Son intervention, présentée comme un moment fort, s’apparente surtout à une tentative de réécriture d’un bilan contesté. L’ancien chef du gouvernement se dédouane volontiers des hausses persistantes des prix, tout en éludant soigneusement les conflits d’intérêts liés à sa position dominante dans le secteur des hydrocarbures. Une posture difficile à défendre dans un contexte où le pouvoir d’achat s’est érodé et où les citoyens attendent encore des explications claires.

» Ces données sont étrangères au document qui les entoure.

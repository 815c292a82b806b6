use serde_json::{json, Value as JsonValue};

use crate::firestore::api::aggregate::{AggregateDefinition, AggregateOperation};
use crate::firestore::api::query::{Bound, FieldFilter, QueryDefinition};
use crate::firestore::error::FirestoreResult;
use crate::firestore::remote::serializer::JsonProtoSerializer;

pub(crate) fn encode_structured_query(
    serializer: &JsonProtoSerializer,
    definition: &QueryDefinition,
) -> FirestoreResult<JsonValue> {
    let mut structured = serde_json::Map::new();

    if let Some(fields) = definition.projection() {
        let field_entries: Vec<_> = fields
            .iter()
            .map(|field| json!({ "fieldPath": field.canonical_string() }))
            .collect();
        structured.insert("select".to_string(), json!({ "fields": field_entries }));
    }

    let mut from_entry = serde_json::Map::new();
    from_entry.insert(
        "collectionId".to_string(),
        json!(definition.collection_id()),
    );
    from_entry.insert(
        "allDescendants".to_string(),
        json!(definition.collection_group().is_some()),
    );
    structured.insert(
        "from".to_string(),
        JsonValue::Array(vec![JsonValue::Object(from_entry)]),
    );

    if !definition.filters().is_empty() {
        let filter_json = encode_filters(serializer, definition.filters());
        structured.insert("where".to_string(), filter_json);
    }

    if !definition.request_order_by().is_empty() {
        let orders: Vec<_> = definition
            .request_order_by()
            .iter()
            .map(|order| {
                json!({
                    "field": { "fieldPath": order.field().canonical_string() },
                    "direction": order.direction().as_str(),
                })
            })
            .collect();
        structured.insert("orderBy".to_string(), JsonValue::Array(orders));
    }

    if let Some(limit) = definition.limit() {
        structured.insert("limit".to_string(), json!(limit as i64));
    }

    if let Some(start) = definition.request_start_at() {
        structured.insert(
            "startAt".to_string(),
            encode_cursor(serializer, start, true),
        );
    }

    if let Some(end) = definition.request_end_at() {
        structured.insert("endAt".to_string(), encode_cursor(serializer, end, false));
    }

    Ok(JsonValue::Object(structured))
}

pub(crate) fn encode_aggregation_body(
    serializer: &JsonProtoSerializer,
    definition: &QueryDefinition,
    aggregations: &[AggregateDefinition],
) -> FirestoreResult<JsonValue> {
    let structured_query = encode_structured_query(serializer, definition)?;

    let mut aggregation_entries = Vec::new();
    for aggregate in aggregations {
        let mut entry = serde_json::Map::new();
        entry.insert("alias".to_string(), json!(aggregate.alias()));
        match aggregate.operation() {
            AggregateOperation::Count => {
                entry.insert("count".to_string(), json!({}));
            }
            AggregateOperation::Sum(field_path) => {
                entry.insert(
                    "sum".to_string(),
                    json!({ "field": { "fieldPath": field_path.canonical_string() } }),
                );
            }
            AggregateOperation::Average(field_path) => {
                entry.insert(
                    "avg".to_string(),
                    json!({ "field": { "fieldPath": field_path.canonical_string() } }),
                );
            }
        };
        aggregation_entries.push(JsonValue::Object(entry));
    }

    Ok(json!({
        "structuredAggregationQuery": {
            "structuredQuery": structured_query,
            "aggregations": aggregation_entries
        }
    }))
}

fn encode_filters(serializer: &JsonProtoSerializer, filters: &[FieldFilter]) -> JsonValue {
    if filters.len() == 1 {
        return encode_field_filter(serializer, &filters[0]);
    }

    let nested: Vec<_> = filters
        .iter()
        .map(|filter| encode_field_filter(serializer, filter))
        .collect();

    json!({
        "compositeFilter": {
            "op": "AND",
            "filters": nested
        }
    })
}

fn encode_field_filter(serializer: &JsonProtoSerializer, filter: &FieldFilter) -> JsonValue {
    json!({
        "fieldFilter": {
            "field": { "fieldPath": filter.field().canonical_string() },
            "op": filter.operator().as_str(),
            "value": serializer.encode_value(filter.value())
        }
    })
}

fn encode_cursor(serializer: &JsonProtoSerializer, bound: &Bound, start: bool) -> JsonValue {
    json!({
        "values": bound
            .values()
            .iter()
            .map(|value| serializer.encode_value(value))
            .collect::<Vec<_>>(),
        "before": if start { bound.inclusive() } else { !bound.inclusive() },
    })
}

Plus dérangeant encore est le silence sur les accusations récurrentes de népotisme. La distribution de postes clés à des proches et à des alliés alimente l’image d’un système fermé, où la loyauté personnelle primerait sur la compétence. Ce mode de gouvernance, typique des logiques oligarchiques, a contribué à fragiliser la confiance envers les institutions.
Sur le fond, le bilan reste largement en deçà des attentes. Ni la santé, toujours marquée par des inégalités criantes, ni l’éducation, en quête de réformes profondes, n’ont connu d’améliorations significatives. Quant au chômage, il demeure à un niveau préoccupant, flirtant avec les 13 %, un chiffre difficilement conciliable avec les discours optimistes sur la relance économique.
Certes, Mohammed VI est largement salué pour son rôle d’impulsion stratégique, mais cet hommage répété sonne aussi comme une manière de diluer les responsabilités politiques. Gouverner, ce n’est pas seulement suivre une vision : c’est produire,effectuer des actions concretes, mesurables, et surtout perceptibles par la population.
Enfin, le véritable échec de ce quinquennat réside peut-être dans son incapacité à convaincre. Une communication approximative, parfois déconnectée, a laissé place à un sentiment de décalage, voire de mépris, chez de nombreux citoyens. À force de vouloir défendre l’indéfendable, le discours officiel a fini par perdre en crédibilité.
Au moment de quitter la scène, Akhannouch emporte avec lui la certitude d’avoir réussi. Mais dans l’esprit de beaucoup, son passage au pouvoir restera celui d’une occasion manquée , celle de réformer en profondeur un pays en attente de justice sociale, de transparence et d’efficacité réelle.